As in most parts of life, you get what you pay for. Doctors are willing to pay for something that will increase their revenue. That’s why the EHR incentives worked so good (even if it’s fuzzy math). They saw some government money and so they adopted EHR to go after the money. I can’t remember someone ever asking if the EHR would make them more effective clinicians. I can’t remember them asking if the EHR would help them provide better patient care.

It’s kind of sad thing that are reimbursement system is so disconnected from the quality of care a doctor provides. The good news is that now that reimbursement is tackled and meaningful use is tackled, I have hope that EHR vendors will start to differentiate themselves from other EHR vendors based on their clinical abilities.

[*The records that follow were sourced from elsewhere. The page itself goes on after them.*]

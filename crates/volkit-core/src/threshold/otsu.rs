use burn::tensor::backend::Backend;

use crate::error::Result;
use crate::exposure::histogram::histogram;
use crate::image::Image;

/// Otsu's threshold: the bin center that maximizes the between-class
/// variance of the intensity histogram.
///
/// A constant image returns its single intensity.
pub fn threshold_otsu<B: Backend, const D: usize>(image: &Image<B, D>, nbins: usize) -> Result<f64> {
    otsu_from_values(&image.to_vec()?, nbins)
}

pub(crate) fn otsu_from_values(values: &[f32], nbins: usize) -> Result<f64> {
    let hist = histogram(values, nbins)?;
    if hist.nbins() == 1 {
        return Ok(hist.bin_centers[0]);
    }

    let n = hist.nbins();
    let counts: Vec<f64> = hist.counts.iter().map(|&c| c as f64).collect();
    let centers = &hist.bin_centers;

    // Class weights and means for "at or below bin i" and "at or above bin i".
    let mut weight_low = vec![0.0; n];
    let mut mean_low = vec![0.0; n];
    let (mut w, mut m) = (0.0, 0.0);
    for i in 0..n {
        w += counts[i];
        m += counts[i] * centers[i];
        weight_low[i] = w;
        mean_low[i] = if w > 0.0 { m / w } else { 0.0 };
    }
    let mut weight_high = vec![0.0; n];
    let mut mean_high = vec![0.0; n];
    let (mut w, mut m) = (0.0, 0.0);
    for i in (0..n).rev() {
        w += counts[i];
        m += counts[i] * centers[i];
        weight_high[i] = w;
        mean_high[i] = if w > 0.0 { m / w } else { 0.0 };
    }

    let mut best = 0;
    let mut best_variance = f64::NEG_INFINITY;
    for i in 0..n - 1 {
        let diff = mean_low[i] - mean_high[i + 1];
        let variance = weight_low[i] * weight_high[i + 1] * diff * diff;
        if variance > best_variance {
            best_variance = variance;
            best = i;
        }
    }
    Ok(centers[best])
}
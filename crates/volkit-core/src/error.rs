//! Error types for volume processing.

use thiserror::Error;

/// Errors raised by volkit operations.
#[derive(Error, Debug)]
pub enum VolumeError {
    /// Two inputs that must cover the same grid do not.
    #[error("Shape mismatch: expected {expected:?}, got {actual:?}")]
    ShapeMismatch {
        expected: Vec<usize>,
        actual: Vec<usize>,
    },

    /// A parameter is outside its valid domain.
    #[error("Invalid parameter: {0}")]
    InvalidParameter(String),

    /// An operation that only understands one dimensionality received another.
    #[error("Unsupported dimensions: expected a {expected}D image, got {actual}D")]
    UnsupportedDimension { expected: usize, actual: usize },

    /// The input holds no voxels (or no voxels of interest).
    #[error("Empty image: {0}")]
    EmptyImage(String),

    /// Tensor data could not be moved to the host as f32.
    #[error("Data conversion error: {0}")]
    DataConversion(String),
}

/// Result type for volume operations.
pub type Result<T> = std::result::Result<T, VolumeError>;

impl VolumeError {
    pub fn invalid_parameter(msg: impl Into<String>) -> Self {
        Self::InvalidParameter(msg.into())
    }

    pub fn empty_image(msg: impl Into<String>) -> Self {
        Self::EmptyImage(msg.into())
    }

    pub fn data_conversion(msg: impl Into<String>) -> Self {
        Self::DataConversion(msg.into())
    }

    /// Shape mismatch between two grids.
    pub fn shape_mismatch(expected: &[usize], actual: &[usize]) -> Self {
        Self::ShapeMismatch {
            expected: expected.to_vec(),
            actual: actual.to_vec(),
        }
    }
}

#[cfg(test)]
mod tests {
    use super::*;

    #[test]
    fn test_error_display() {
        let err = VolumeError::invalid_parameter("gamma must be non-negative");
        assert_eq!(err.to_string(), "Invalid parameter: gamma must be non-negative");
    }

    #[test]
    fn test_unsupported_dimension_message() {
        let err = VolumeError::UnsupportedDimension { expected: 2, actual: 3 };
        assert_eq!(
            err.to_string(),
            "Unsupported dimensions: expected a 2D image, got 3D"
        );
    }

    #[test]
    fn test_shape_mismatch() {
        let err = VolumeError::shape_mismatch(&[10, 10, 10], &[5, 5, 5]);
        let msg = err.to_string();
        assert!(msg.contains("expected [10, 10, 10]"));
        assert!(msg.contains("got [5, 5, 5]"));
    }
}
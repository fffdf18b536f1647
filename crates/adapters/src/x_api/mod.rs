//! X (Twitter) API adapters

mod write;

pub use write::{X_API_BASE_URL, XPublisher};
//! Anthropic Claude API adapter

use async_trait::async_trait;
use post_batcher_domain::{Prompt, ProviderError, TextProvider};
use reqwest::Client;
use secrecy::{ExposeSecret, SecretString};
use serde::{Deserialize, Serialize};

use super::{LlmConfig, SYSTEM_PROMPT, build_client, check_status, send_error};

pub const ANTHROPIC_BASE_URL: &str = "https://api.anthropic.com";

/// Anthropic messages API provider
pub struct AnthropicProvider {
    name: String,
    client: Client,
    api_key: SecretString,
    base_url: String,
    config: LlmConfig,
}

impl AnthropicProvider {
    pub fn new(
        name: impl Into<String>,
        api_key: SecretString,
        config: LlmConfig,
    ) -> Result<Self, ProviderError> {
        Self::with_base_url(name, api_key, ANTHROPIC_BASE_URL, config)
    }

    pub fn with_base_url(
        name: impl Into<String>,
        api_key: SecretString,
        base_url: impl Into<String>,
        config: LlmConfig,
    ) -> Result<Self, ProviderError> {
        let base_url: String = base_url.into();
        Ok(Self {
            name: name.into(),
            client: build_client(config.timeout_secs)?,
            api_key,
            base_url: base_url.trim_end_matches('/').to_string(),
            config,
        })
    }
}

#[derive(Serialize)]
struct AnthropicRequest {
    model: String,
    max_tokens: u32,
    messages: Vec<Message>,
    #[serde(skip_serializing_if = "Option::is_none")]
    system: Option<String>,
    #[serde(skip_serializing_if = "Option::is_none")]
    temperature: Option<f64>,
}

#[derive(Serialize)]
struct Message {
    role: String,
    content: String,
}

#[derive(Deserialize)]
struct AnthropicResponse {
    content: Vec<ContentBlock>,
}

#[derive(Deserialize)]
struct ContentBlock {
    r#type: String,
    #[serde(default)]
    text: String,
}

#[async_trait]
impl TextProvider for AnthropicProvider {
    fn name(&self) -> &str {
        &self.name
    }

    fn is_available(&self) -> bool {
        !self.api_key.expose_secret().is_empty()
    }

    async fn generate(&self, prompt: &Prompt) -> Result<String, ProviderError> {
        let request = AnthropicRequest {
            model: self.config.model.clone(),
            max_tokens: self.config.max_output_tokens,
            messages: vec![Message {
                role: "user".to_string(),
                content: prompt.as_str().to_string(),
            }],
            system: Some(SYSTEM_PROMPT.to_string()),
            // Anthropic caps temperature at 1.0
            temperature: Some(self.config.temperature.min(1.0)),
        };

        let response = self
            .client
            .post(format!("{}/v1/messages", self.base_url))
            .header("x-api-key", self.api_key.expose_secret())
            .header("anthropic-version", "2023-06-01")
            .json(&request)
            .send()
            .await
            .map_err(send_error)?;
        let response = check_status(response).await?;

        let api_response: AnthropicResponse = response
            .json()
            .await
            .map_err(|e| ProviderError::InvalidFormat(e.to_string()))?;

        let text = api_response
            .content
            .into_iter()
            .filter(|c| c.r#type == "text")
            .map(|c| c.text)
            .collect::<Vec<_>>()
            .join("");

        if text.trim().is_empty() {
            return Err(ProviderError::Empty);
        }

        Ok(text)
    }
}
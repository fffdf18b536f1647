use assert_cmd::cargo::cargo_bin_cmd;
use predicates::prelude::*;
use serde_json::Value;
use std::fs;
use std::path::{Path, PathBuf};
use tempfile::TempDir;

const STUB_RESPONSE: &str = "Here you go!\n\n\
Tweet 1: Shipping small patches every day keeps the project healthy\n\
Image suggestion: A tidy workbench\n\n\
Tweet 2: Thank you to everyone who reviewed code this week\n";

fn write_config(dir: &TempDir, providers: &str, extra: &str) -> PathBuf {
    let data = dir.path().join("data");
    let content = format!(
        r#"[general]
batch_path = "{batch}"
history_backend = "jsonl"
history_path = "{history}"
dry_run = true

[generation]
target_count = 2
positivity_check = false
max_rounds = 2
round_delay_secs = 0

[llm]
retries = 0
backoff_ms = 0

[publish]
delay_secs = 0
outbox_path = "{outbox}"

{extra}

{providers}
"#,
        batch = toml_path(&data.join("batch.json")),
        history = toml_path(&data.join("history.jsonl")),
        outbox = toml_path(&data.join("outbox.jsonl")),
        extra = extra,
        providers = providers,
    );

    let path = dir.path().join("config.toml");
    fs::write(&path, content).expect("write config");
    path
}

fn toml_path(path: &Path) -> String {
    path.display().to_string().replace('\\', "/")
}

fn stub_providers() -> String {
    format!(
        "[[providers]]\nname = \"scripted\"\nkind = \"stub\"\nresponses = [{:?}]\n",
        STUB_RESPONSE
    )
}

fn read_batch(dir: &TempDir) -> Value {
    let content = fs::read_to_string(dir.path().join("data/batch.json")).expect("read batch");
    serde_json::from_str(&content).expect("batch is JSON")
}

#[test]
fn config_init_writes_example_file() {
    let dir = TempDir::new().expect("temp dir");
    let config_path = dir.path().join("config.toml");

    let mut cmd = cargo_bin_cmd!("post-batcher");
    cmd.args(["config", "init", "--path"])
        .arg(&config_path)
        .assert()
        .success();

    let content = fs::read_to_string(&config_path).expect("read config");
    assert!(content.contains("target_count"));
    assert!(content.contains("dry_run = true"));
}

#[test]
fn config_init_refuses_to_overwrite() {
    let dir = TempDir::new().expect("temp dir");
    let config_path = dir.path().join("config.toml");
    fs::write(&config_path, "# mine").expect("write config");

    let mut cmd = cargo_bin_cmd!("post-batcher");
    cmd.args(["config", "init", "--path"])
        .arg(&config_path)
        .assert()
        .failure()
        .stderr(predicate::str::contains("already exists"));

    assert_eq!(fs::read_to_string(&config_path).unwrap(), "# mine");
}

#[test]
fn generate_writes_batch_from_stub_provider() {
    let dir = TempDir::new().expect("temp dir");
    let config_path = write_config(&dir, &stub_providers(), "");

    let mut cmd = cargo_bin_cmd!("post-batcher");
    cmd.arg("--config")
        .arg(&config_path)
        .arg("generate")
        .assert()
        .success()
        .stdout(predicate::str::contains("Generation complete"));

    let batch = read_batch(&dir);
    let items = batch["items"].as_array().expect("items array");
    assert_eq!(items.len(), 2);
    assert_eq!(
        items[0]["text"],
        "Shipping small patches every day keeps the project healthy"
    );
    assert_eq!(items[0]["image_suggestion"], "A tidy workbench");
    assert_eq!(items[0]["origin"]["provider"], "scripted");
    assert_eq!(
        items[1]["text"],
        "Thank you to everyone who reviewed code this week"
    );
    assert_eq!(batch["target_count"], 2);
}

#[test]
fn second_generate_is_a_no_op() {
    let dir = TempDir::new().expect("temp dir");
    let config_path = write_config(&dir, &stub_providers(), "");

    cargo_bin_cmd!("post-batcher")
        .arg("--config")
        .arg(&config_path)
        .arg("generate")
        .assert()
        .success();
    let first = fs::read_to_string(dir.path().join("data/batch.json")).unwrap();

    cargo_bin_cmd!("post-batcher")
        .arg("--config")
        .arg(&config_path)
        .arg("generate")
        .assert()
        .success()
        .stdout(predicate::str::contains("Batch already exists"));

    let second = fs::read_to_string(dir.path().join("data/batch.json")).unwrap();
    assert_eq!(first, second);
}

#[test]
fn generate_fills_from_reserve_when_provider_falls_short() {
    let dir = TempDir::new().expect("temp dir");
    let providers = "[[providers]]\nname = \"scripted\"\nkind = \"stub\"\nresponses = [\"Tweet 1: The only generated post\"]\n";
    let reserve = "[reserve]\nitems = [\"Reserve post one\", \"Reserve post two\"]\n";
    let config_path = write_config(&dir, providers, reserve);

    cargo_bin_cmd!("post-batcher")
        .arg("--config")
        .arg(&config_path)
        .arg("generate")
        .assert()
        .success()
        .stdout(predicate::str::contains("reserve used"));

    let batch = read_batch(&dir);
    let texts: Vec<&str> = batch["items"]
        .as_array()
        .unwrap()
        .iter()
        .map(|i| i["text"].as_str().unwrap())
        .collect();
    assert_eq!(texts, vec!["The only generated post", "Reserve post one"]);
}

#[test]
fn generate_fails_without_available_providers() {
    let dir = TempDir::new().expect("temp dir");
    let providers = "[[providers]]\nname = \"openai\"\nkind = \"openai\"\napi_key_env = \"POST_BATCHER_TEST_MISSING_KEY\"\nmodels = [\"gpt-4o-mini\"]\n";
    let config_path = write_config(&dir, providers, "");

    cargo_bin_cmd!("post-batcher")
        .env_remove("POST_BATCHER_TEST_MISSING_KEY")
        .arg("--config")
        .arg(&config_path)
        .arg("generate")
        .assert()
        .failure()
        .stdout(predicate::str::contains("Generation aborted"))
        .stdout(predicate::str::contains("accepted=0"))
        .stdout(predicate::str::contains("target=2"))
        .stderr(predicate::str::contains("No text provider"));

    assert!(!dir.path().join("data/batch.json").exists());
}

#[test]
fn batch_show_outputs_json() {
    let dir = TempDir::new().expect("temp dir");
    let config_path = write_config(&dir, &stub_providers(), "");

    cargo_bin_cmd!("post-batcher")
        .arg("--config")
        .arg(&config_path)
        .arg("generate")
        .assert()
        .success();

    let output = cargo_bin_cmd!("post-batcher")
        .arg("--config")
        .arg(&config_path)
        .args(["batch", "show", "--json"])
        .output()
        .expect("run batch show");

    assert!(output.status.success());
    let json: Value = serde_json::from_slice(&output.stdout).expect("valid JSON");
    assert_eq!(json["items"].as_array().unwrap().len(), 2);
    assert_eq!(json["published"], 0);
}

#[test]
fn batch_show_without_batch_prints_message() {
    let dir = TempDir::new().expect("temp dir");
    let config_path = write_config(&dir, &stub_providers(), "");

    cargo_bin_cmd!("post-batcher")
        .arg("--config")
        .arg(&config_path)
        .args(["batch", "show"])
        .assert()
        .success()
        .stdout(predicate::str::contains("No batch stored"));
}

#[test]
fn publish_dry_run_leaves_batch_untouched() {
    let dir = TempDir::new().expect("temp dir");
    let config_path = write_config(&dir, &stub_providers(), "");

    cargo_bin_cmd!("post-batcher")
        .arg("--config")
        .arg(&config_path)
        .arg("generate")
        .assert()
        .success();

    cargo_bin_cmd!("post-batcher")
        .arg("--config")
        .arg(&config_path)
        .args(["publish", "--dry-run"])
        .assert()
        .success()
        .stdout(predicate::str::contains("Dry run: would publish 1 of 2"));

    assert_eq!(read_batch(&dir)["items"].as_array().unwrap().len(), 2);
    assert!(!dir.path().join("data/history.jsonl").exists());
}

#[test]
fn publish_require_approval_writes_outbox_and_consumes_item() {
    let dir = TempDir::new().expect("temp dir");
    let config_path = write_config(&dir, &stub_providers(), "");

    cargo_bin_cmd!("post-batcher")
        .arg("--config")
        .arg(&config_path)
        .arg("generate")
        .assert()
        .success();

    cargo_bin_cmd!("post-batcher")
        .arg("--config")
        .arg(&config_path)
        .args(["publish", "--require-approval"])
        .assert()
        .success()
        .stdout(predicate::str::contains("Published 1 item(s), 1 remaining"));

    let outbox = fs::read_to_string(dir.path().join("data/outbox.jsonl")).expect("read outbox");
    let lines: Vec<&str> = outbox.lines().collect();
    assert_eq!(lines.len(), 1);
    let entry: Value = serde_json::from_str(lines[0]).expect("outbox entry is JSON");
    assert_eq!(
        entry["text"],
        "Shipping small patches every day keeps the project healthy"
    );
    assert_eq!(entry["platform"], "x");

    let batch = read_batch(&dir);
    assert_eq!(batch["published"], 1);
    assert_eq!(
        batch["items"][0]["text"],
        "Thank you to everyone who reviewed code this week"
    );

    let history = fs::read_to_string(dir.path().join("data/history.jsonl")).expect("history");
    assert!(history.contains("Shipping small patches every day keeps the project healthy"));
}

#[test]
fn publish_without_enabled_publisher_fails() {
    let dir = TempDir::new().expect("temp dir");
    let config_path = write_config(&dir, &stub_providers(), "");

    cargo_bin_cmd!("post-batcher")
        .arg("--config")
        .arg(&config_path)
        .arg("generate")
        .assert()
        .success();

    cargo_bin_cmd!("post-batcher")
        .env("POST_BATCHER__GENERAL__DRY_RUN", "false")
        .arg("--config")
        .arg(&config_path)
        .arg("publish")
        .assert()
        .failure()
        .stderr(predicate::str::contains("No publisher enabled"));
}

#[test]
fn doctor_reports_json() {
    let dir = TempDir::new().expect("temp dir");
    let config_path = write_config(&dir, &stub_providers(), "");

    let output = cargo_bin_cmd!("post-batcher")
        .arg("--config")
        .arg(&config_path)
        .args(["doctor", "--json"])
        .output()
        .expect("run doctor");

    let json: Value = serde_json::from_slice(&output.stdout).expect("valid JSON");
    assert_eq!(json["config"]["status"], "ok");
    assert_eq!(json["providers"]["status"], "ok");
    assert_eq!(json["providers"]["details"]["available"][0], "scripted");
}
//! In-memory history log for tests and offline runs

use async_trait::async_trait;
use post_batcher_domain::{HistoryError, HistoryLog, PublishedRecord};
use std::collections::HashSet;
use std::sync::RwLock;

/// In-memory history log implementation
#[derive(Default)]
pub struct InMemoryHistoryLog {
    records: RwLock<Vec<PublishedRecord>>,
}

impl InMemoryHistoryLog {
    pub fn new() -> Self {
        Self::default()
    }
}

#[async_trait]
impl HistoryLog for InMemoryHistoryLog {
    async fn load_seen(&self) -> Result<HashSet<String>, HistoryError> {
        let records = self
            .records
            .read()
            .map_err(|e| HistoryError::Database(e.to_string()))?;
        Ok(records.iter().map(|r| r.text.clone()).collect())
    }

    async fn record_published(&self, record: &PublishedRecord) -> Result<(), HistoryError> {
        let mut records = self
            .records
            .write()
            .map_err(|e| HistoryError::Database(e.to_string()))?;
        records.push(record.clone());
        Ok(())
    }
}
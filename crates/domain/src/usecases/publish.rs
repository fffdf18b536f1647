//! Publish use case - drains the front of the stored batch

use std::sync::Arc;
use std::time::Duration;

use uuid::Uuid;

use crate::{
    model::PublishedRecord,
    ports::{
        BatchStore, BatchStoreError, Clock, HistoryError, HistoryLog, PublishError, Publisher,
    },
};

/// Configuration for a publish run
#[derive(Debug, Clone)]
pub struct PublishConfig {
    /// Upper bound on items published in one run
    pub max_posts: usize,
    /// Fixed delay between consecutive posts
    pub delay: Duration,
    /// Log what would be posted without touching the batch
    pub dry_run: bool,
}

impl Default for PublishConfig {
    fn default() -> Self {
        Self {
            max_posts: 1,
            delay: Duration::from_secs(30),
            dry_run: true,
        }
    }
}

/// Errors that abort a publish run
#[derive(Debug, thiserror::Error)]
pub enum PublishRunError {
    #[error("Batch store error: {0}")]
    BatchStore(#[from] BatchStoreError),
    #[error("Publisher '{0}' is disabled")]
    Disabled(&'static str),
    #[error("Posted but not recorded in history: {0}")]
    History(#[from] HistoryError),
}

/// Summary of a publish run
#[derive(Debug, Clone, Default, PartialEq, Eq)]
pub struct PublishReport {
    /// Items posted and removed from the batch
    pub published: usize,
    /// Items that would have been posted (dry-run only)
    pub previewed: usize,
    /// Items left in the batch afterwards
    pub remaining: usize,
    /// Whether the run stopped on a publisher failure
    pub stopped_on_error: bool,
}

/// Publishes pending batch items through one publisher
pub struct PublishUseCase<B, H, P, Cl>
where
    B: BatchStore + ?Sized,
    H: HistoryLog + ?Sized,
    P: Publisher + ?Sized,
    Cl: Clock + ?Sized,
{
    batch_store: Arc<B>,
    history: Arc<H>,
    publisher: Arc<P>,
    clock: Arc<Cl>,
    config: PublishConfig,
}

impl<B, H, P, Cl> PublishUseCase<B, H, P, Cl>
where
    B: BatchStore + ?Sized,
    H: HistoryLog + ?Sized,
    P: Publisher + ?Sized,
    Cl: Clock + ?Sized,
{
    pub fn new(
        batch_store: Arc<B>,
        history: Arc<H>,
        publisher: Arc<P>,
        clock: Arc<Cl>,
        config: PublishConfig,
    ) -> Self {
        Self {
            batch_store,
            history,
            publisher,
            clock,
            config,
        }
    }

    pub async fn run(&self) -> Result<PublishReport, PublishRunError> {
        let Some(mut batch) = self.batch_store.load().await? else {
            tracing::info!("No pending batch, nothing to publish");
            return Ok(PublishReport::default());
        };

        let mut report = PublishReport {
            remaining: batch.items.len(),
            ..Default::default()
        };

        if self.config.dry_run {
            for item in batch.items.iter().take(self.config.max_posts) {
                tracing::info!(
                    platform = self.publisher.platform(),
                    chars = item.text.chars().count(),
                    text = %item.text,
                    "[DRY RUN] Would publish"
                );
                report.previewed += 1;
            }
            return Ok(report);
        }

        if !self.publisher.is_enabled() {
            return Err(PublishRunError::Disabled(self.publisher.platform()));
        }

        while report.published < self.config.max_posts {
            let Some(item) = batch.front() else {
                break;
            };

            if report.published > 0 && !self.config.delay.is_zero() {
                tokio::time::sleep(self.config.delay).await;
            }

            let text = item.text.clone();
            let result = match self.publisher.publish(&text).await {
                Ok(result) => result,
                Err(error) => {
                    log_publish_failure(&error, self.publisher.platform());
                    report.stopped_on_error = true;
                    break;
                }
            };

            batch.consume_front();
            report.published += 1;

            tracing::info!(
                platform = self.publisher.platform(),
                post_id = %result.id,
                url = result.url.as_deref().unwrap_or(""),
                remaining = batch.items.len(),
                "Published post"
            );

            let record = PublishedRecord {
                id: Uuid::new_v4(),
                post_id: result.id,
                platform: self.publisher.platform().to_string(),
                text,
                published_at: self.clock.now(),
            };

            if batch.is_empty() {
                self.batch_store.remove().await?;
            } else {
                self.batch_store.save(&batch).await?;
            }

            if let Err(e) = self.history.record_published(&record).await {
                tracing::error!(
                    error = %e,
                    post_id = %record.post_id,
                    "Failed to record published post in history"
                );
                return Err(e.into());
            }
        }

        report.remaining = batch.items.len();
        Ok(report)
    }
}

fn log_publish_failure(error: &PublishError, platform: &str) {
    match error {
        PublishError::RateLimited => {
            tracing::warn!(platform = platform, "Rate limited, leaving batch untouched")
        }
        _ => tracing::error!(platform = platform, error = %error, "Failed to publish"),
    }
}
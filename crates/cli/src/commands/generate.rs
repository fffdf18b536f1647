//! Generate command - build today's batch through the provider chain

use anyhow::{Context, Result};
use post_batcher_adapters::sentiment::VaderScorer;
use post_batcher_domain::{
    BatchStore, GenerationReport, SessionOutcome,
    format::BlockFormat,
    policy::AcceptanceFilter,
    prompt::PromptTemplate,
    usecases::{GenerationConfig, GenerationSession, ProviderChain, SessionError},
};
use std::path::PathBuf;
use std::sync::Arc;
use std::time::Duration;

use crate::args::GenerateArgs;
use crate::commands::{
    acceptance_config, build_batch_store, build_clock, build_history, build_providers,
    chain_config, load_reserve,
};
use crate::config::AppConfig;

pub async fn execute(args: GenerateArgs, config_path: Option<PathBuf>) -> Result<()> {
    let config = AppConfig::load(config_path.as_deref())?;

    let target_count = args.target.unwrap_or(config.generation.target_count);
    if target_count == 0 {
        anyhow::bail!("--target must be at least 1");
    }

    let chain = ProviderChain::new(build_providers(&config)?, chain_config(&config));
    let filter = AcceptanceFilter::new(acceptance_config(&config), Arc::new(VaderScorer::new()));

    let batch_store: Arc<dyn BatchStore> = Arc::new(build_batch_store(&config));
    let history = build_history(&config).await?;
    let clock = Arc::new(build_clock(&config)?);

    let generation = &config.generation;
    let session_config = GenerationConfig {
        target_count,
        max_rounds: generation.max_rounds,
        round_delay: Duration::from_secs(generation.round_delay_secs),
        prompt: generation
            .prompt
            .as_deref()
            .map(PromptTemplate::new)
            .unwrap_or_default(),
        format: BlockFormat::new(
            generation.block_label.clone(),
            generation.image_marker.clone(),
        ),
        reserve: load_reserve(&config).await?,
        force: args.force,
    };

    tracing::info!(
        target = target_count,
        force = args.force,
        batch_path = %config.general.batch_path.display(),
        "Starting post-batcher generate"
    );

    let session = GenerationSession::new(chain, filter, batch_store, history, clock, session_config);

    let result = match session.run().await {
        Ok(result) => result,
        Err(SessionError::Persistence { source, report }) => {
            println!("{}", report.summary_line("Generation failed"));
            return Err(source).with_context(|| {
                format!(
                    "Failed to write batch file: {}",
                    config.general.batch_path.display()
                )
            });
        }
        Err(e) => {
            let report = GenerationReport {
                target: target_count,
                ..Default::default()
            };
            println!("{}", report.summary_line("Generation aborted"));
            return Err(e).context("Generation session failed");
        }
    };

    let status = match result.outcome {
        SessionOutcome::AlreadySatisfied => "Batch already exists",
        SessionOutcome::TargetMet => "Generation complete",
        SessionOutcome::FilledFromReserve if result.report.shortfall() > 0 => {
            "Generation complete (short of target)"
        }
        SessionOutcome::FilledFromReserve => "Generation complete (reserve used)",
    };
    println!("{}", result.report.summary_line(status));

    Ok(())
}
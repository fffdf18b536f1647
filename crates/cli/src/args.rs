//! CLI argument definitions

use clap::{Args, Parser, Subcommand, ValueEnum};
use std::path::PathBuf;

/// post-batcher: generate a daily batch of posts through a fallback chain of LLM providers
#[derive(Parser, Debug)]
#[command(name = "post-batcher")]
#[command(author, version, about, long_about = None)]
pub struct Cli {
    /// Path to configuration file
    #[arg(short, long, global = true)]
    pub config: Option<PathBuf>,

    /// Log level (trace, debug, info, warn, error)
    #[arg(long, global = true)]
    pub log_level: Option<String>,

    /// Log output format
    #[arg(long, global = true, value_enum, default_value_t = LogFormat::Text)]
    pub log_format: LogFormat,

    #[command(subcommand)]
    pub command: Commands,
}

#[derive(ValueEnum, Clone, Copy, Debug, PartialEq, Eq)]
pub enum LogFormat {
    Text,
    Json,
}

#[derive(Subcommand, Debug)]
pub enum Commands {
    /// Generate today's batch (no-op if it already exists)
    Generate(GenerateArgs),

    /// Publish pending items from the front of the batch
    Publish(PublishArgs),

    /// Inspect the stored batch
    Batch(BatchArgs),

    /// Configuration management
    Config(ConfigArgs),

    /// Validate configuration and show status
    Doctor(DoctorArgs),
}

#[derive(Args, Debug)]
pub struct GenerateArgs {
    /// Regenerate even if today's batch already exists
    #[arg(long)]
    pub force: bool,

    /// Override the configured target count
    #[arg(long)]
    pub target: Option<usize>,
}

#[derive(Args, Debug)]
pub struct PublishArgs {
    /// Maximum number of posts to publish in this run
    #[arg(long)]
    pub count: Option<usize>,

    /// Log what would be published without changing anything
    #[arg(long)]
    pub dry_run: bool,

    /// Write posts to outbox file for review instead of publishing
    #[arg(long)]
    pub require_approval: bool,

    /// Path to outbox file (used with --require-approval)
    #[arg(long)]
    pub outbox: Option<PathBuf>,
}

#[derive(Args, Debug)]
pub struct BatchArgs {
    #[command(subcommand)]
    pub command: BatchCommands,
}

#[derive(Subcommand, Debug)]
pub enum BatchCommands {
    /// Show the stored batch
    Show {
        /// Output as JSON
        #[arg(long)]
        json: bool,
    },
}

#[derive(Args, Debug)]
pub struct ConfigArgs {
    #[command(subcommand)]
    pub command: ConfigCommands,
}

#[derive(Subcommand, Debug)]
pub enum ConfigCommands {
    /// Generate example configuration file
    Init {
        /// Path to write config file
        #[arg(long, default_value = "./config.toml")]
        path: PathBuf,

        /// Overwrite existing file
        #[arg(long)]
        force: bool,
    },
}

#[derive(Args, Debug)]
pub struct DoctorArgs {
    /// Output as JSON
    #[arg(long)]
    pub json: bool,
}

What do you think? Are we heading for a new era of EHR that’s more focused on clinical and patient outcomes and less on maximizing reimbursement? Or at least that we’ll see both?

About the author

John Lynn

John Lynn is the Founder of HealthcareScene.com, a network of leading Healthcare IT resources. The flagship blog, Healthcare IT Today, contains over 13,000 articles with over half of the articles written by John. These EMR and Healthcare IT related articles have been viewed over 20 million times.

John manages Healthcare IT Central, the leading career Health IT job board. He also organizes the first of its kind conference and community focused on healthcare marketing, Healthcare and IT Marketing Conference, and a healthcare IT conference, EXPO.health, focused on practical healthcare IT innovation. John is an advisor to multiple healthcare IT companies. John is highly involved in social media, and in addition to his blogs can be found on Twitter: @techguy.

2 Comments

  • Currently, the EHR is purchased at an institutional level. This means that the people (or committees) making the decision are rarely those who use it in a clinical setting. The primary voices at the table are IT, billing, administration.

    Until the job of the EHR is recognized as being primarily clinical, and the decision-makers about EHRs are primarily users (clinicians and patients), there is no reason to expect that the EHR will magically become a useful clinical tool.

    Even if IT, billing, risk management and administration wanted to develop a clinical tool, they would not be able to, any more than a plumber would be able to design a wrist watch or a violinist would be able to design a parking lot.

    The principle is that every system produces exactly the results it is configured to produce.